■ **DESCRIPTION OF THE TASK**
The line containing "right end down" marks where copying starts, so set down that line and each one after it exactly, through the end of the records.

■ **DATA RECORDS**
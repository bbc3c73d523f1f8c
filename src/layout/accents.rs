//! Decorations drawn around a box: radicals, accents, braces, overlays, and extensible arrows.

use std::cmp::max;

use crate::error::RasterResult;
use crate::font::delim::{make_delim, DelimShape, Side};
use crate::font::SymbolTable;
use crate::parser::{parse_number, Lexer};
use crate::raster::compose::{self, blit, concat_vertical, Axis, StackBaseline};
use crate::raster::draw::{bezier_raster, line_raster, rule_raster, Point, RuleStyle};
use crate::raster::{BoxKind, Raster, Subraster};
use super::constants::*;
use super::context::RenderContext;
use super::engine::{argument_box, rasterize, required_box};
use super::{axis_height, centered_baseline, Rendered};

/// Accents placed over (or under) their argument.
#[derive(Debug, Clone, Copy, PartialEq, Eq)]
pub enum AccentKind {
    /// `\bar`, `\overline`
    Bar,
    /// `\underline`
    Underline,
    /// `\dot`
    Dot,
    /// `\ddot`
    DDot,
    /// `\hat`, `\widehat`
    Hat,
    /// `\vec`
    Vec,
    /// `\tilde`, `\widetilde`
    Tilde,
    /// `\overbrace`, with an optional `^` label
    OverBrace,
    /// `\underbrace`, with an optional `_` label
    UnderBrace,
}

/// Marks drawn across their argument.
#[derive(Debug, Clone, Copy, PartialEq, Eq)]
pub enum OverlayKind {
    /// a slash from the lower left to the upper right corner
    Slash,
    /// a horizontal line at mid height
    Strike,
}

/// Where the heads of an extensible arrow are.
#[derive(Debug, Clone, Copy, PartialEq, Eq)]
pub enum ArrowKind {
    /// right, or down
    Forward,
    /// left, or up
    Backward,
    /// both ends
    Both,
}

/// `\sqrt[index]{radicand}`
pub fn sqrt<S: SymbolTable + ?Sized>(lex: &mut Lexer, ctx: &mut RenderContext<S>) -> Rendered {
    let index = match lex.optional_arg() {
        Some(index) => rasterize(index, ctx.size.saturating_sub(2), ctx)?,
        None => None,
    };
    let radicand = required_box(lex, ctx.size, ctx)?;

    let surd_height = radicand.height() + OVERSPACE;
    let surd_width  = (surd_height + 2) / 3 + 2;
    let tick_row    = surd_height * 2 / 3;

    // a wide index pushes the surd right, a tall one pushes everything down
    let (lead, above) = match &index {
        Some(index) => (
            index.width().saturating_sub(surd_width / 2),
            index.height().saturating_sub(tick_row.saturating_sub(1)),
        ),
        None => (0, 0),
    };

    let width  = lead + surd_width + radicand.width() + 1;
    let height = above + surd_height;
    let mut raster = ctx.raster(width, height)?;

    let (top, left) = (above as f64, lead as f64);
    let (sh, sw) = (surd_height as f64, surd_width as f64);
    let tick = top + tick_row as f64;
    let surd: [Point; 4] = [
        (tick, left),
        (tick - 1.0, left + sw / 4.0),
        (top + sh - 1.0, left + sw / 2.0),
        (top, left + sw - 1.0),
    ];
    let mut clipped = 0;
    for segment in surd.windows(2) {
        clipped += line_raster(&mut raster, segment[0], segment[1], 1);
    }
    let bar_start = lead + surd_width - 1;
    clipped += rule_raster(&mut raster, above as isize, bar_start as isize, width - bar_start, 1, RuleStyle::Solid);
    ctx.check_clipped(clipped)?;

    blit(&mut raster, &radicand.raster, (above + OVERSPACE) as isize, (lead + surd_width) as isize, false);
    if let Some(index) = &index {
        let row = (above + tick_row).saturating_sub(1 + index.height());
        let col = (lead + surd_width / 2).saturating_sub(index.width());
        blit(&mut raster, &index.raster, row as isize, col as isize, false);
    }

    let baseline = above + OVERSPACE + radicand.baseline;
    Ok(Some(Subraster::new(raster, baseline, ctx.size, BoxKind::ComposedImage)))
}

/// `\hat{x}` and the like.
pub fn accent<S: SymbolTable + ?Sized>(lex: &mut Lexer, ctx: &mut RenderContext<S>, kind: AccentKind) -> Rendered {
    let base = required_box(lex, ctx.size, ctx)?;
    let accented = match kind {
        AccentKind::OverBrace | AccentKind::UnderBrace => brace(lex, ctx, base, kind)?,
        AccentKind::Underline => {
            let mut rule = ctx.blank(base.width(), 1, 0)?;
            let clipped = rule_raster(&mut rule.raster, 0, 0, base.width(), 1, RuleStyle::Solid);
            ctx.check_clipped(clipped)?;
            concat_vertical(base, rule, StackBaseline::Top, 1, true, ctx.pixel_limit())?
        },
        _ => {
            let mark = accent_mark(kind, base.width(), ctx)?;
            concat_vertical(mark, base, StackBaseline::Bottom, 1, true, ctx.pixel_limit())?
        },
    };
    Ok(Some(accented))
}

/// Draws the mark of an accent over a base `base_width` pixels wide.
fn accent_mark<S: SymbolTable + ?Sized>(kind: AccentKind, base_width: usize, ctx: &mut RenderContext<S>) -> RasterResult<Subraster> {
    let em = ctx.em(ctx.size);
    let width = base_width.max(3);
    let height = match kind {
        AccentKind::Bar => 1,
        AccentKind::Dot | AccentKind::DDot => 2,
        AccentKind::Tilde => (em / 5).max(2) + 1,
        _ => (em / 4).max(3) | 1,
    };
    let mut mark = ctx.blank(width, height, height - 1)?;
    let raster = &mut mark.raster;
    let (w, h) = (width as f64, height as f64);

    let clipped = match kind {
        AccentKind::Bar => rule_raster(raster, 0, 0, width, 1, RuleStyle::Solid),
        AccentKind::Dot => rule_raster(raster, 0, (width / 2) as isize - 1, 2, 2, RuleStyle::Solid),
        AccentKind::DDot => {
            rule_raster(raster, 0, (width / 3) as isize - 1, 2, 2, RuleStyle::Solid)
                + rule_raster(raster, 0, (2 * width / 3) as isize - 1, 2, 2, RuleStyle::Solid)
        },
        AccentKind::Hat => {
            line_raster(raster, (h - 1.0, 0.0), (0.0, (w - 1.0) / 2.0), 1)
                + line_raster(raster, (0.0, (w - 1.0) / 2.0), (h - 1.0, w - 1.0), 1)
        },
        AccentKind::Vec => {
            let mid = (h - 1.0) / 2.0;
            line_raster(raster, (mid, 0.0), (mid, w - 1.0), 1)
                + line_raster(raster, (0.0, w - 1.0 - mid), (mid, w - 1.0), 1)
                + line_raster(raster, (h - 1.0, w - 1.0 - mid), (mid, w - 1.0), 1)
        },
        AccentKind::Tilde => {
            let mid = (h - 1.0) / 2.0;
            bezier_raster(raster, (h - 1.0, 0.0), (mid, w / 2.0), (0.0, w / 4.0))
                + bezier_raster(raster, (mid, w / 2.0), (0.0, w - 1.0), (h - 1.0, 3.0 * w / 4.0))
        },
        AccentKind::Underline | AccentKind::OverBrace | AccentKind::UnderBrace => 0,
    };
    ctx.check_clipped(clipped)?;
    Ok(mark.with_kind(BoxKind::ComposedImage))
}

/// `\overbrace{x}^{label}` and `\underbrace{x}_{label}`.
fn brace<S: SymbolTable + ?Sized>(lex: &mut Lexer, ctx: &mut RenderContext<S>, base: Subraster, kind: AccentKind) -> RasterResult<Subraster> {
    // a left brace turned a quarter clockwise points up
    let upright = make_delim(DelimShape::Brace(Side::Left), base.width().max(3), ctx.settings.pixel_depth)?;
    let mut raster = compose::rotate90(&upright)?;
    if kind == AccentKind::UnderBrace {
        raster = compose::reflect(&raster, Axis::Horizontal)?;
    }
    let height = raster.height();
    let brace = Subraster::new(raster, height - 1, ctx.size, BoxKind::ComposedImage);

    let marker = if kind == AccentKind::OverBrace { '^' } else { '_' };
    let label = if lex.peek() == Some(marker) {
        lex.eat(marker);
        argument_box(lex, ctx.size.saturating_sub(1), ctx)?
    } else {
        None
    };

    if kind == AccentKind::OverBrace {
        let mut braced = concat_vertical(brace, base, StackBaseline::Bottom, 1, true, ctx.pixel_limit())?;
        if let Some(label) = label {
            braced = concat_vertical(label, braced, StackBaseline::Bottom, 1, true, ctx.pixel_limit())?;
        }
        Ok(braced)
    } else {
        let mut braced = concat_vertical(base, brace, StackBaseline::Top, 1, true, ctx.pixel_limit())?;
        if let Some(label) = label {
            braced = concat_vertical(braced, label, StackBaseline::Top, 1, true, ctx.pixel_limit())?;
        }
        Ok(braced)
    }
}

/// `\not{x}` and `\sout{x}`
pub fn overlay<S: SymbolTable + ?Sized>(lex: &mut Lexer, ctx: &mut RenderContext<S>, kind: OverlayKind) -> Rendered {
    let mut base = required_box(lex, ctx.size, ctx)?;
    let (w, h) = (base.width(), base.height());
    if w == 0 || h == 0 {
        return Ok(Some(base));
    }
    let clipped = match kind {
        OverlayKind::Slash => line_raster(&mut base.raster, ((h - 1) as f64, 0.0), (0.0, (w - 1) as f64), 1),
        OverlayKind::Strike => {
            let row = base.baseline.saturating_sub(ctx.em(ctx.size) / 3);
            rule_raster(&mut base.raster, row as isize, 0, w, 1, RuleStyle::Solid)
        },
    };
    ctx.check_clipped(clipped)?;
    Ok(Some(base.with_kind(BoxKind::ComposedImage)))
}

/// Consumes `^{above}` and `_{below}` labels, in either order.
fn labels<S: SymbolTable + ?Sized>(lex: &mut Lexer, ctx: &mut RenderContext<S>) -> RasterResult<(Option<Subraster>, Option<Subraster>)> {
    let size = ctx.size.saturating_sub(1);
    let (mut above, mut below) = (None, None);
    let (mut seen_above, mut seen_below) = (false, false);
    loop {
        if !seen_above && lex.eat('^') {
            seen_above = true;
            above = argument_box(lex, size, ctx)?;
        } else if !seen_below && lex.eat('_') {
            seen_below = true;
            below = argument_box(lex, size, ctx)?;
        } else {
            return Ok((above, below));
        }
    }
}

fn requested_length(lex: &mut Lexer, default: usize) -> usize {
    match lex.optional_arg().and_then(parse_number) {
        Some(length) if length >= 1.0 => length.round() as usize,
        _ => default,
    }
}

/// `\longrightarrow[width]^{above}_{below}` and its siblings.
pub fn arrow<S: SymbolTable + ?Sized>(lex: &mut Lexer, ctx: &mut RenderContext<S>, kind: ArrowKind, double: bool) -> Rendered {
    let em = ctx.em(ctx.size);
    let requested = requested_length(lex, 2 * em);
    let (above, below) = labels(lex, ctx)?;

    let label_width = |label: &Option<Subraster>| label.as_ref().map_or(0, |label| label.width() + 2);
    let width  = max(requested, max(label_width(&above), label_width(&below)));
    let thick  = max((em / 3) | 1, 5);
    let mid    = thick / 2;
    let axis   = axis_height(em);
    let height = max(thick, mid + axis + 1);

    let mut raster = ctx.raster(width, height)?;
    let clipped = draw_arrow(&mut raster, width, thick, kind, double);
    ctx.check_clipped(clipped)?;

    let mut arrow = Subraster::new(raster, mid + axis, ctx.size, BoxKind::ComposedImage);
    if let Some(above) = above {
        arrow = concat_vertical(above, arrow, StackBaseline::Bottom, 1, true, ctx.pixel_limit())?;
    }
    if let Some(below) = below {
        arrow = concat_vertical(arrow, below, StackBaseline::Top, 1, true, ctx.pixel_limit())?;
    }
    Ok(Some(arrow))
}

/// Draws a horizontal arrow `length` long in the top `thick` rows of `raster`.
fn draw_arrow(raster: &mut Raster, length: usize, thick: usize, kind: ArrowKind, double: bool) -> usize {
    let mid = thick / 2;
    let (m, last, head) = (mid as f64, (length - 1) as f64, mid as f64);
    let mut clipped = 0;

    if double {
        clipped += rule_raster(raster, mid as isize - 1, 0, length, 1, RuleStyle::Solid);
        clipped += rule_raster(raster, mid as isize + 1, 0, length, 1, RuleStyle::Solid);
    } else {
        clipped += rule_raster(raster, mid as isize, 0, length, 1, RuleStyle::Solid);
    }
    if kind != ArrowKind::Backward {
        clipped += line_raster(raster, (m, last), (0.0, last - head), 1);
        clipped += line_raster(raster, (m, last), (2.0 * m, last - head), 1);
    }
    if kind != ArrowKind::Forward {
        clipped += line_raster(raster, (m, 0.0), (0.0, head), 1);
        clipped += line_raster(raster, (m, 0.0), (2.0 * m, head), 1);
    }
    clipped
}

/// `\longuparrow[height]` and its siblings, centered on the math axis.
pub fn vertical_arrow<S: SymbolTable + ?Sized>(lex: &mut Lexer, ctx: &mut RenderContext<S>, kind: ArrowKind, double: bool) -> Rendered {
    let em = ctx.em(ctx.size);
    let height = requested_length(lex, 2 * em);
    let thick  = max((em / 3) | 1, 5);

    // drawn lying down, then turned: a quarter clockwise brings the right end down
    let mut lying = ctx.raster(height, thick)?;
    let clipped = draw_arrow(&mut lying, height, thick, kind, double);
    ctx.check_clipped(clipped)?;
    let raster = compose::rotate90(&lying)?;

    let baseline = centered_baseline(height, em);
    Ok(Some(Subraster::new(raster, baseline, ctx.size, BoxKind::ComposedImage)))
}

■ **TASK OUTPUT**
    // drawn lying down, then turned: a quarter clockwise brings the right end down
    let mut lying = ctx.raster(height, thick)?;
    let clipped = draw_arrow(&mut lying, height, thick, kind, double);
    ctx.check_clipped(clipped)?;
    let raster = compose::rotate90(&lying)?;

    let baseline = centered_baseline(height, em);
    Ok(Some(Subraster::new(raster, baseline, ctx.size, BoxKind::ComposedImage)))
}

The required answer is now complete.